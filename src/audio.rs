//! Audio system using Web Audio API
//!
//! Procedurally generated sound effects - no external files needed!

use web_sys::{AudioContext, GainNode, OscillatorNode, OscillatorType};

use crate::sim::GameEvent;

/// Sound effect types
#[derive(Debug, Clone, Copy, PartialEq, Eq)]
pub enum SoundEffect {
    /// Player left the ground
    Jump,
    /// Player touched down on a platform
    Land,
    /// A new highest platform was reached
    NewHeight,
    /// Run ended
    GameOver,
    /// Run beat the stored high score
    HighScore,
}

impl SoundEffect {
    /// Sound for a simulation event. Re-landing on the same platform every
    /// tick is silent; only the first touchdown after a jump plays.
    pub fn for_event(event: &GameEvent, was_grounded: bool) -> Option<Self> {
        match event {
            GameEvent::Jumped => Some(SoundEffect::Jump),
            GameEvent::Landed { .. } if !was_grounded => Some(SoundEffect::Land),
            GameEvent::Landed { .. } => None,
            GameEvent::NewHeight { .. } => Some(SoundEffect::NewHeight),
            GameEvent::GameOver { .. } => Some(SoundEffect::GameOver),
        }
    }
}

/// Audio manager for the game
pub struct AudioManager {
    ctx: Option<AudioContext>,
    /// Master and effects volume combined
    volume: f32,
    muted: bool,
}

impl Default for AudioManager {
    fn default() -> Self {
        Self::new()
    }
}

impl AudioManager {
    pub fn new() -> Self {
        // May fail outside a secure context
        let ctx = AudioContext::new().ok();
        if ctx.is_none() {
            log::warn!("Failed to create AudioContext - audio disabled");
        }
        Self {
            ctx,
            volume: crate::Settings::default().effective_sfx_volume(),
            muted: false,
        }
    }

    /// Resume audio context (required after user gesture)
    pub fn resume(&self) {
        if let Some(ctx) = &self.ctx {
            let _ = ctx.resume();
        }
    }

    pub fn apply_settings(&mut self, settings: &crate::Settings) {
        self.volume = settings.effective_sfx_volume();
    }

    pub fn set_muted(&mut self, muted: bool) {
        self.muted = muted;
    }

    fn effective_volume(&self) -> f32 {
        if self.muted {
            0.0
        } else {
            self.volume
        }
    }

    /// Play a sound effect
    pub fn play(&self, effect: SoundEffect) {
        let vol = self.effective_volume();
        if vol <= 0.0 {
            return;
        }

        let Some(ctx) = &self.ctx else { return };

        if ctx.state() == web_sys::AudioContextState::Suspended {
            let _ = ctx.resume();
        }

        match effect {
            SoundEffect::Jump => self.play_jump(ctx, vol),
            SoundEffect::Land => self.play_land(ctx, vol),
            SoundEffect::NewHeight => self.play_new_height(ctx, vol),
            SoundEffect::GameOver => self.play_game_over(ctx, vol),
            SoundEffect::HighScore => self.play_high_score(ctx, vol),
        }
    }

    // === Sound generators ===

    /// Create an oscillator with gain envelope
    fn create_osc(
        &self,
        ctx: &AudioContext,
        freq: f32,
        osc_type: OscillatorType,
    ) -> Option<(OscillatorNode, GainNode)> {
        let osc = ctx.create_oscillator().ok()?;
        let gain = ctx.create_gain().ok()?;

        osc.set_type(osc_type);
        osc.frequency().set_value(freq);
        osc.connect_with_audio_node(&gain).ok()?;
        gain.connect_with_audio_node(&ctx.destination()).ok()?;

        Some((osc, gain))
    }

    /// Jump - quick upward chirp
    fn play_jump(&self, ctx: &AudioContext, vol: f32) {
        let Some((osc, gain)) = self.create_osc(ctx, 250.0, OscillatorType::Square) else {
            return;
        };
        let t = ctx.current_time();

        gain.gain().set_value_at_time(vol * 0.15, t).ok();
        gain.gain()
            .exponential_ramp_to_value_at_time(0.01, t + 0.15)
            .ok();
        osc.frequency().set_value_at_time(250.0, t).ok();
        osc.frequency()
            .exponential_ramp_to_value_at_time(700.0, t + 0.12)
            .ok();

        osc.start().ok();
        osc.stop_with_when(t + 0.18).ok();
    }

    /// Land - soft thump
    fn play_land(&self, ctx: &AudioContext, vol: f32) {
        let Some((osc, gain)) = self.create_osc(ctx, 140.0, OscillatorType::Sine) else {
            return;
        };
        let t = ctx.current_time();

        gain.gain().set_value_at_time(vol * 0.5, t).ok();
        gain.gain()
            .exponential_ramp_to_value_at_time(0.01, t + 0.1)
            .ok();
        osc.frequency().set_value_at_time(140.0, t).ok();
        osc.frequency()
            .exponential_ramp_to_value_at_time(60.0, t + 0.1)
            .ok();

        osc.start().ok();
        osc.stop_with_when(t + 0.12).ok();
    }

    /// New height - bright two-note ping
    fn play_new_height(&self, ctx: &AudioContext, vol: f32) {
        for (i, freq) in [660.0, 880.0].iter().enumerate() {
            let delay = i as f64 * 0.07;
            if let Some((osc, gain)) = self.create_osc(ctx, *freq, OscillatorType::Triangle) {
                let t = ctx.current_time() + delay;
                gain.gain().set_value_at_time(vol * 0.25, t).ok();
                gain.gain()
                    .exponential_ramp_to_value_at_time(0.01, t + 0.15)
                    .ok();
                osc.start_with_when(t).ok();
                osc.stop_with_when(t + 0.2).ok();
            }
        }
    }

    /// Game over - sad descending
    fn play_game_over(&self, ctx: &AudioContext, vol: f32) {
        for (i, freq) in [400.0, 350.0, 300.0, 200.0].iter().enumerate() {
            let delay = i as f64 * 0.2;
            if let Some((osc, gain)) = self.create_osc(ctx, *freq, OscillatorType::Sine) {
                let t = ctx.current_time() + delay;
                gain.gain().set_value_at_time(vol * 0.3, t).ok();
                gain.gain()
                    .exponential_ramp_to_value_at_time(0.01, t + 0.3)
                    .ok();
                osc.start_with_when(t).ok();
                osc.stop_with_when(t + 0.4).ok();
            }
        }
    }

    /// High score - celebratory
    fn play_high_score(&self, ctx: &AudioContext, vol: f32) {
        for (i, freq) in [500.0, 600.0, 700.0, 800.0, 1000.0].iter().enumerate() {
            let delay = i as f64 * 0.08;
            if let Some((osc, gain)) = self.create_osc(ctx, *freq, OscillatorType::Triangle) {
                let t = ctx.current_time() + delay;
                gain.gain().set_value_at_time(vol * 0.25, t).ok();
                gain.gain()
                    .exponential_ramp_to_value_at_time(0.01, t + 0.25)
                    .ok();
                osc.start_with_when(t).ok();
                osc.stop_with_when(t + 0.3).ok();
            }
        }
    }
}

> WHAT YOU WILL DO
Select from the material above each line in which the string "muted" appears, and list those lines.

> TASK RESPONSE
    muted: bool,
            muted: false,
    pub fn set_muted(&mut self, muted: bool) {
        self.muted = muted;
        if self.muted {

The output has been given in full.